● **DATA IN THIS EXERCISE**
==============================

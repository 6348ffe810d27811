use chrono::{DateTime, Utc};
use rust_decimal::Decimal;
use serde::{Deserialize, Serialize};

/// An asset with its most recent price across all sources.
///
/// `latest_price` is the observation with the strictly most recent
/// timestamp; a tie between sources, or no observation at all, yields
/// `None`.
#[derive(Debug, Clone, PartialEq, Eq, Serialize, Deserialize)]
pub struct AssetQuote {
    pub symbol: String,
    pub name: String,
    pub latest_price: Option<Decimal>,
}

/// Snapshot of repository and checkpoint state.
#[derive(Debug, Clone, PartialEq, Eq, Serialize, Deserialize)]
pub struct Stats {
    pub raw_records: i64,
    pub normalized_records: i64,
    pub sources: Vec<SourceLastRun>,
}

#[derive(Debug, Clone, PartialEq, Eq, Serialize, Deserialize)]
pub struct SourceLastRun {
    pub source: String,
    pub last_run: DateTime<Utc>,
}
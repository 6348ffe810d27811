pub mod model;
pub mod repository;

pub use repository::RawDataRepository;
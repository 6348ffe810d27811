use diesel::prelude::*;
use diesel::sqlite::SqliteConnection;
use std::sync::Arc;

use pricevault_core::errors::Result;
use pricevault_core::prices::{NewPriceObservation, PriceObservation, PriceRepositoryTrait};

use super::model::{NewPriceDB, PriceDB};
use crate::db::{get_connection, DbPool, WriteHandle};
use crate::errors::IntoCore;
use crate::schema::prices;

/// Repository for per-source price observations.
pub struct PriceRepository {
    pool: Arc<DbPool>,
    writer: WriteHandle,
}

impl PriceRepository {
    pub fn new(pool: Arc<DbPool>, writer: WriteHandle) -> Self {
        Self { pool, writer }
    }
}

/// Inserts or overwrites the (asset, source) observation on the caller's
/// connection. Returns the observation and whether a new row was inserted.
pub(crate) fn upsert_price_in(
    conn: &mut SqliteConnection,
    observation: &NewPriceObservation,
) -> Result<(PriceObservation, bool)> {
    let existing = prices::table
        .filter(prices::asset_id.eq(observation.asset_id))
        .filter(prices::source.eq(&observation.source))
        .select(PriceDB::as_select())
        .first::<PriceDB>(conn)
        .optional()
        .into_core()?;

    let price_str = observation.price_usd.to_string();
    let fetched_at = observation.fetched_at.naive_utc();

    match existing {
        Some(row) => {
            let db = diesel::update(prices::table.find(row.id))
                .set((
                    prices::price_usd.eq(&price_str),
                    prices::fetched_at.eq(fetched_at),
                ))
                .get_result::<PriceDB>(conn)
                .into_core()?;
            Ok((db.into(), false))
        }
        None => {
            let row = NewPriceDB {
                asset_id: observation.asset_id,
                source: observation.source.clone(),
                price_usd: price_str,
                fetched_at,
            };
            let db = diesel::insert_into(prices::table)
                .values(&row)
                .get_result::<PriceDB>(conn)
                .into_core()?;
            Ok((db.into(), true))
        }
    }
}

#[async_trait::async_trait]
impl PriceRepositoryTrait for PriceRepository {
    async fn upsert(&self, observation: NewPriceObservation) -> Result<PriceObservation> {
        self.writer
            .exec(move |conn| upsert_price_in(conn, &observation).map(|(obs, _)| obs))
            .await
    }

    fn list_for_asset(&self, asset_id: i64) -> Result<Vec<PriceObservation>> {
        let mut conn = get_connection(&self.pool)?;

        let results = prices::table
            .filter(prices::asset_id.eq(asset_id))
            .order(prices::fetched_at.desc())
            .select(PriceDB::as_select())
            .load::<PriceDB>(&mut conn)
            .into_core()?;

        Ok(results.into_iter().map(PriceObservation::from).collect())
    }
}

==============================

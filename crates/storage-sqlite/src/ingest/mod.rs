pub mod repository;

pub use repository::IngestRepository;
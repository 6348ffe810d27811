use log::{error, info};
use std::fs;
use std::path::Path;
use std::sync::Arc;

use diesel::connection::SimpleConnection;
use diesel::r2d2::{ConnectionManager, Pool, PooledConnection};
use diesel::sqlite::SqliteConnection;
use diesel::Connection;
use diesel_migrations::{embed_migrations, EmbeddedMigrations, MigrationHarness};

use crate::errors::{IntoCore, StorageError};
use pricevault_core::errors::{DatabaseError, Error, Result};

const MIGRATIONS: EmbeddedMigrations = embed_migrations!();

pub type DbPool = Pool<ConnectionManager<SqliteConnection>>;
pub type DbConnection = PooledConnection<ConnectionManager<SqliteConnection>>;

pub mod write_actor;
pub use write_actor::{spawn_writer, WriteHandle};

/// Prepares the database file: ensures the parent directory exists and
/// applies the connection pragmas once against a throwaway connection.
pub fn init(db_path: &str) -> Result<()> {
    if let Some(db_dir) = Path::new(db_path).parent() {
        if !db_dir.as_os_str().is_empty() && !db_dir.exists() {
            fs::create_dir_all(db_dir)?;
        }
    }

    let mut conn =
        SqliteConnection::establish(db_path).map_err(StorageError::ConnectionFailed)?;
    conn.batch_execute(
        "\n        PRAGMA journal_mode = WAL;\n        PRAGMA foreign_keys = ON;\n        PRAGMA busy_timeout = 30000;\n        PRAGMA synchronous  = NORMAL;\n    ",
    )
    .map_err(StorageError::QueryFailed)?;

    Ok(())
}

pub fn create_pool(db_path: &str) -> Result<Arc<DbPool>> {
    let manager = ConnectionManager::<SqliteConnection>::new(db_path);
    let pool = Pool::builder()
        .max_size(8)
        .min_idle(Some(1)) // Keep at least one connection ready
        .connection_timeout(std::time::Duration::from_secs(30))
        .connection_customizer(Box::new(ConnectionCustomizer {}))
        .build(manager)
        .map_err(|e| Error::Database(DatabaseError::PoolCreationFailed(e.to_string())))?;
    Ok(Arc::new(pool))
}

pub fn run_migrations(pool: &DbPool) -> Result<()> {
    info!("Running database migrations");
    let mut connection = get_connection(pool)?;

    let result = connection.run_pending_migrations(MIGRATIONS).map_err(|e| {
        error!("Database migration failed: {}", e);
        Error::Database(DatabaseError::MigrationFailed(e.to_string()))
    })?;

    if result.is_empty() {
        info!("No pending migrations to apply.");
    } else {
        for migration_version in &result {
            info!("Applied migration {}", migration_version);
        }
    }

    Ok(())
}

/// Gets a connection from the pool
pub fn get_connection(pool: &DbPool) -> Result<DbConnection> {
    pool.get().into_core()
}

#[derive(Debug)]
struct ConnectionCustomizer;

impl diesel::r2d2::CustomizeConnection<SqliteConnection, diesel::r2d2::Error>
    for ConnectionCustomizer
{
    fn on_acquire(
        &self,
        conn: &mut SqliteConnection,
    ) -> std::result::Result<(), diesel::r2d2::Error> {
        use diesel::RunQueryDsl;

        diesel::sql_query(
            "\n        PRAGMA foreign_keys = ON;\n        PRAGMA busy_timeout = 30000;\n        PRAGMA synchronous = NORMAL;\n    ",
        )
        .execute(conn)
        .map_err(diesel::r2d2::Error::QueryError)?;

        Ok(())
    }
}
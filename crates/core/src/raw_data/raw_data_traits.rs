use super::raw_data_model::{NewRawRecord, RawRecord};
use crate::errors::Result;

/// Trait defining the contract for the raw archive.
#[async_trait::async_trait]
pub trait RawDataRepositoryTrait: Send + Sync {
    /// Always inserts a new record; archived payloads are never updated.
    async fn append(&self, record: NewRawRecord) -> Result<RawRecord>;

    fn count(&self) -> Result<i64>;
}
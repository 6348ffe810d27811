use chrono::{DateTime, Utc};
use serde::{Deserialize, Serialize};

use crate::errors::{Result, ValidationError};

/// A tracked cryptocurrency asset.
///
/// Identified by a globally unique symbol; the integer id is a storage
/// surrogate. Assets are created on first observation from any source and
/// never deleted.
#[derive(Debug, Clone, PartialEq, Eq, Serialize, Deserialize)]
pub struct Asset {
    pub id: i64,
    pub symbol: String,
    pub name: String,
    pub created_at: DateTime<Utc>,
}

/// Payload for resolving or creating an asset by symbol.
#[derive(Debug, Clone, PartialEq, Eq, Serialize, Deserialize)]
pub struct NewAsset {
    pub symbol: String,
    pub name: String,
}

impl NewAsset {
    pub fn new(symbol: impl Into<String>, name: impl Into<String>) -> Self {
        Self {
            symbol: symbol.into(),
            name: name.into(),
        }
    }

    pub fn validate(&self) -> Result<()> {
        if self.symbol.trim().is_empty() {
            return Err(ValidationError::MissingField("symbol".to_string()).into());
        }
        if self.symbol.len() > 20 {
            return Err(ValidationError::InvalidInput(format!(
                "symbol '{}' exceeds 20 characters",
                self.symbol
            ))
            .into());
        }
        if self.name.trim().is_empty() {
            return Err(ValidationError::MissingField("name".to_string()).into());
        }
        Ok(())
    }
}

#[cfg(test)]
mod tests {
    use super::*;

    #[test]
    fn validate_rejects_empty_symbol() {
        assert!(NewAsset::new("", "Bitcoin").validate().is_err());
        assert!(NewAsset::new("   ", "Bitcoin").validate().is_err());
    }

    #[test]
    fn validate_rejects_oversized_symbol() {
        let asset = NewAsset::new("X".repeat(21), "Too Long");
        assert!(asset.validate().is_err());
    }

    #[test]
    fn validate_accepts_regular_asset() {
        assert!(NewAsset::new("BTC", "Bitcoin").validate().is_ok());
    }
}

==============================

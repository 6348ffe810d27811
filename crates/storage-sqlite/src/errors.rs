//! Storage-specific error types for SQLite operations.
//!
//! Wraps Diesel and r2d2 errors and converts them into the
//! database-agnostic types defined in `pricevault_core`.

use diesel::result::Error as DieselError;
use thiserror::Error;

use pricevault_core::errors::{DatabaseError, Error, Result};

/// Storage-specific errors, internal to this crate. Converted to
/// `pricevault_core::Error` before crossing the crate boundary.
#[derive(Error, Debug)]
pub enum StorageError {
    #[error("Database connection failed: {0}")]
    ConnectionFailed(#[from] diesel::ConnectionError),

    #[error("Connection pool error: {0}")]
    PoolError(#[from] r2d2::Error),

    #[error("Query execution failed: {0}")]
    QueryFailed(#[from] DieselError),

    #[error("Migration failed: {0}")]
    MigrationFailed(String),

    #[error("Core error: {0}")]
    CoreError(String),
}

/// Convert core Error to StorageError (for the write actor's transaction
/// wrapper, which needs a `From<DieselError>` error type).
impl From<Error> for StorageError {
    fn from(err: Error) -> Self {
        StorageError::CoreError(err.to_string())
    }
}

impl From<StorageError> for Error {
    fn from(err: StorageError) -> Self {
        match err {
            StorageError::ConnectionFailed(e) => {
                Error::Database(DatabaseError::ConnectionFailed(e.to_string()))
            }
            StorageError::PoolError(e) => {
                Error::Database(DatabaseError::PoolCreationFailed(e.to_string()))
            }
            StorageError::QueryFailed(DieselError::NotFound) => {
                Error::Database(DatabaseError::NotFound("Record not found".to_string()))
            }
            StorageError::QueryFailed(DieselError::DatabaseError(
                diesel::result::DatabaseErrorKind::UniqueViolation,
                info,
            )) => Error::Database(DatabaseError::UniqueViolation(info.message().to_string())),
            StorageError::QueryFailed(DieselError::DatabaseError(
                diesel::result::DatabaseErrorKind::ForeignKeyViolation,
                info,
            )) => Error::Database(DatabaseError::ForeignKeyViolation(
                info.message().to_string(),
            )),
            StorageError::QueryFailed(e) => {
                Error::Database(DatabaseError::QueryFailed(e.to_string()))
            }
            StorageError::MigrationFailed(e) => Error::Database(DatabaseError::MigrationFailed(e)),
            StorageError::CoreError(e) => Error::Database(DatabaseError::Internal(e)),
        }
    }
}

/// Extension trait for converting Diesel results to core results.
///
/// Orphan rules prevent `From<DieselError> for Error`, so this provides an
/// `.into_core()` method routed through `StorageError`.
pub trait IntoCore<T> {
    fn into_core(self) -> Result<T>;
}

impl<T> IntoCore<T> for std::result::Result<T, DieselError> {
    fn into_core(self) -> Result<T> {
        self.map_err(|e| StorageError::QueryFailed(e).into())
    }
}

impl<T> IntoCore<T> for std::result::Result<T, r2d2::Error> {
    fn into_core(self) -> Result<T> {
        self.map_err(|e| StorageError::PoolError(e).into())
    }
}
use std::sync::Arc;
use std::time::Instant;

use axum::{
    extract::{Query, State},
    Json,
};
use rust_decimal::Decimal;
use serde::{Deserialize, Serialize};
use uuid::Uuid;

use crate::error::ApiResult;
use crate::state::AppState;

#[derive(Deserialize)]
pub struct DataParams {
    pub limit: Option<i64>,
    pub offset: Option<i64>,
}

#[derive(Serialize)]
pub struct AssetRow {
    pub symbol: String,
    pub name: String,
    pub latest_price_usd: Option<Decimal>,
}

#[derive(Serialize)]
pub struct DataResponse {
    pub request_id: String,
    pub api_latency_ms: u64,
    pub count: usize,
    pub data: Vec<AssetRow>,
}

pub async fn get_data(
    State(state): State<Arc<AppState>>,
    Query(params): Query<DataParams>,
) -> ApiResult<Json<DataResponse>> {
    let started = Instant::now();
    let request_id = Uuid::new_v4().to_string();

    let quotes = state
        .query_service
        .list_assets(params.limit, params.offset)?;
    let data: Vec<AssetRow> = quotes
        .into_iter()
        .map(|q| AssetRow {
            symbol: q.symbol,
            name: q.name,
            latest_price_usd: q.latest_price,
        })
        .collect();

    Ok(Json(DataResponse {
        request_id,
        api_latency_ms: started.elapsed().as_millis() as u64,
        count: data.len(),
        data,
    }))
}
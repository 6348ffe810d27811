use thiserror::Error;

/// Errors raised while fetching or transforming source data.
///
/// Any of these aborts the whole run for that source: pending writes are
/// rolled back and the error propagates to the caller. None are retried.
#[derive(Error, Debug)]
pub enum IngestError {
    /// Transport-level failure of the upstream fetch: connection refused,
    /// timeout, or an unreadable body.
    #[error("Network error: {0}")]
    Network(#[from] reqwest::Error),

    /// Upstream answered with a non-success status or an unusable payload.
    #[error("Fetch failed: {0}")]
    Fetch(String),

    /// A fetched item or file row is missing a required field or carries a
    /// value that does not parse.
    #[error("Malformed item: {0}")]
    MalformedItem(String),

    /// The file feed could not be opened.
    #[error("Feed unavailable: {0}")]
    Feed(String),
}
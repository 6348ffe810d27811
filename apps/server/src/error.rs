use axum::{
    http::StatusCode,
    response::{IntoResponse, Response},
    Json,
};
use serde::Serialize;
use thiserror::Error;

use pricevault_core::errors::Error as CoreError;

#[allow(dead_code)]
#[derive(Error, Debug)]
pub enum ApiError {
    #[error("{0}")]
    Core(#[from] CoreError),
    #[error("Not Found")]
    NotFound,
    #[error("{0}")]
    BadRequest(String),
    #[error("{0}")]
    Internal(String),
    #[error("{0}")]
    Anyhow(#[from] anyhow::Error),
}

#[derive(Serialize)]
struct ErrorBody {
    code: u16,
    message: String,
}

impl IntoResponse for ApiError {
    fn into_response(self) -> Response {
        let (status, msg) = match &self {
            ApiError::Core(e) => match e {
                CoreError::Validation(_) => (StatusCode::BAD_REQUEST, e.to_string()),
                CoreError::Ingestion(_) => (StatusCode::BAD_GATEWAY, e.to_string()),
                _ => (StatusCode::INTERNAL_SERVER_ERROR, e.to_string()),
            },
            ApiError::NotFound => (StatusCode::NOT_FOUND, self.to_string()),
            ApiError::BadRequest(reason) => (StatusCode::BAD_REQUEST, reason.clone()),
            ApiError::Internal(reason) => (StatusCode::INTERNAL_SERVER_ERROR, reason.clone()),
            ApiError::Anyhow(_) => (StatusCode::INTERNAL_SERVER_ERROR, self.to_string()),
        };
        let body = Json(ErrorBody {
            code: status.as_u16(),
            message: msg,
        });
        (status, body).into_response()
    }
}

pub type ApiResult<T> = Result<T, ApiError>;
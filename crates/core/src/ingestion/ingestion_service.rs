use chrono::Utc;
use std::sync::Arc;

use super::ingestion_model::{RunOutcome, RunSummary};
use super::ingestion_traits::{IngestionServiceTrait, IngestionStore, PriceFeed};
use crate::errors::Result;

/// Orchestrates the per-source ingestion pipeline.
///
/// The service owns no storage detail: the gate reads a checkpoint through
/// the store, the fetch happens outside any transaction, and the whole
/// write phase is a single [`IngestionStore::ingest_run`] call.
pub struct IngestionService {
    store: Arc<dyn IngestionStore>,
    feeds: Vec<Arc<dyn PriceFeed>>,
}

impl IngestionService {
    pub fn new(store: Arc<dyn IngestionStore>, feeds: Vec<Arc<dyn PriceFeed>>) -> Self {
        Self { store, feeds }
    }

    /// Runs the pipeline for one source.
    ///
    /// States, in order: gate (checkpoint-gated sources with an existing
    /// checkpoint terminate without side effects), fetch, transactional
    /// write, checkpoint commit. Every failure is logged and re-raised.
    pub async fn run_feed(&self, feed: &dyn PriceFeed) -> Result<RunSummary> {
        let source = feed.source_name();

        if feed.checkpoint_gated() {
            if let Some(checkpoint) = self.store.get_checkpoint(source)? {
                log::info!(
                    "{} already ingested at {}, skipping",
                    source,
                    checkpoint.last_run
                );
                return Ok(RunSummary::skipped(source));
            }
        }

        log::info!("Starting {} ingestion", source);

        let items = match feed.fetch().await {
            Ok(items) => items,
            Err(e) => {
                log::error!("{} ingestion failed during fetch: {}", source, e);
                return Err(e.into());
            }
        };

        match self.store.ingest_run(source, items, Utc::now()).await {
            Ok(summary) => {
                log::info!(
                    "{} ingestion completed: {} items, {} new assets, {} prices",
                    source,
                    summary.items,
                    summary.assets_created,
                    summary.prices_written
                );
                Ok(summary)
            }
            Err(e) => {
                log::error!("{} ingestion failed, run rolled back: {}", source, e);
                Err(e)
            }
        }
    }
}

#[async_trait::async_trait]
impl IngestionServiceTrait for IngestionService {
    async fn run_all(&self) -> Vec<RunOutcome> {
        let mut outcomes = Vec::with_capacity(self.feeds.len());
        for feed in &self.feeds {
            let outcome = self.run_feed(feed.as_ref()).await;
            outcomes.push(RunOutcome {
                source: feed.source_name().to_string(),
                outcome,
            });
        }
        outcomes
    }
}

==============================

● **INSTRUCTIONS TO FOLLOW**
Your answer must be a single number, the count of lines in the data that hold the string "None".

● **RESPONSE TO THIS TASK**
3